Bristol’s mayor has said the council and its One City partners, who include the NHS, trade unions and the voluntary sector, are bracing themselves for an increase in households in poverty.

Mr Rees told a press briefing yesterday the benefits cut would leave people having to choose between eating and heating their homes.

He said: “This is not in line with the commitment to build back better. There is no better in a future in which people are being tipped over the edge into poverty at a very challengin­g economic time. This is the wrong move at the wrong time.”

Mr Rees said the benefits cut “is going to hurt” and said they estimate the change has made Bristol families £41m poorer overnight, adding the benefits cut will turn up as a cost for the education system and health services, for example.

At a council meeting earlier this week he said the council has been doing some work looking at the potential implicatio­ns of the Universal Credit cut, the shortage in adult care workers and the shortage of haulage drivers on the city.

He added: “In a snapshot, we estimate that about 17,000 working families will be hit by the cut to Universal Credit. We are working to be ready for that as a city. We are looking at our emergency plans and looking at all those areas we have in the past, such as tackling hunger, when we got ready for Covid ahead of the game, and we’re doing the same now. So working with city partners, this is something we will be getting on the front foot for, particular­ly working through the city office and the One City approach.”

The £20-a-week uplift was extended by six months from March this year after the Government bowed to pressure, with some research finding that half of people claiming the benefit were living in food insecurity even before being hit by the benefits cut.

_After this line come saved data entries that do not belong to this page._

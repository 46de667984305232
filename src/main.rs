//! termdeck CLI
//!
//! Present the generative-AI workshop deck in the terminal.

use std::process::ExitCode;

use clap::{Parser, Subcommand};

use termdeck::outline::format_outline;
use termdeck::tui;
use termdeck::tui::state::App;
use termdeck::types::{Deck, OutputFormat};

#[derive(Parser)]
#[command(name = "termdeck")]
#[command(about = "Present the generative-AI workshop deck in the terminal")]
#[command(version)]
struct Cli {
    #[command(subcommand)]
    command: Option<Commands>,
}

#[derive(Subcommand)]
enum Commands {
    /// Run the full-screen presenter (the default command)
    Present {
        /// 1-based slide to start on
        #[arg(long, default_value_t = 1)]
        start: usize,
    },

    /// Print the deck outline without entering the terminal UI
    Outline {
        /// Output format
        #[arg(long, value_enum, default_value = "human")]
        format: OutputFormatArg,
    },

    /// List the labs embedded in the deck
    Labs,
}

#[derive(Clone, Copy, clap::ValueEnum)]
enum OutputFormatArg {
    Human,
    Json,
}

impl From<OutputFormatArg> for OutputFormat {
    fn from(arg: OutputFormatArg) -> Self {
        match arg {
            OutputFormatArg::Human => OutputFormat::Human,
            OutputFormatArg::Json => OutputFormat::Json,
        }
    }
}

fn main() -> ExitCode {
    let cli = Cli::parse();

    // Bare `termdeck` presents from the top.
    let command = cli.command.unwrap_or(Commands::Present { start: 1 });

    let result = match command {
        Commands::Present { start } => cmd_present(start),
        Commands::Outline { format } => cmd_outline(format.into()),
        Commands::Labs => cmd_labs(),
    };

    match result {
        Ok(()) => ExitCode::SUCCESS,
        Err(e) => {
            eprintln!("Error: {}", e);
            ExitCode::FAILURE
        }
    }
}

// ============================================================================
// COMMAND HANDLERS
// ============================================================================

fn cmd_present(start: usize) -> Result<(), String> {
    let deck = Deck::builtin();

    // Reject a bad --start before the terminal enters raw mode.
    if start == 0 || start > deck.len() {
        return Err(format!("--start must be between 1 and {}", deck.len()));
    }

    tui::run::run(App::starting_at(deck, start - 1)).map_err(|e| e.to_string())
}

fn cmd_outline(format: OutputFormat) -> Result<(), String> {
    print!("{}", format_outline(&Deck::builtin(), format));
    Ok(())
}

fn cmd_labs() -> Result<(), String> {
    let deck = Deck::builtin();
    let labs = deck.labs();

    if labs.is_empty() {
        println!("No labs in this deck.");
        return Ok(());
    }

    for (sequence, lab) in labs {
        println!("slide {:>2}  {}", sequence, lab.title);
        println!("          {}", lab.url);
    }

    Ok(())
}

The official date for it to end was yesterday but the cut, amounting to £1,040 a year, will actually kick in between October 13 and November 12 depending on the day claimants are usually paid. Around one in eight working-age people across Bristol will be hit by the £20-a-week cut.

Across the city, 41,751 people were claiming Universal Credit (UC) on August 12 – the latest Department for Work and Pensions figures show.

That’s 13 per cent of the people aged between 16 and 64 in the area, according to the latest Office for National Statistics population estimates – around one in eight people in the age group. That was roughly the same as the average of 14 per cent across Britain as a whole. The number of claimants in Bristol in August was well over double the 18,453 people on the benefit in February 2020 – the last full month before the Covid-19 pandemic sent demand for help soaring.

A Government spokespers­on said: “We’ve always been clear that the uplift to Universal Credit was temporary.

“It was designed to help claimants through the economic shock and financial disruption of the toughest stages of the pandemic, and it has done so.”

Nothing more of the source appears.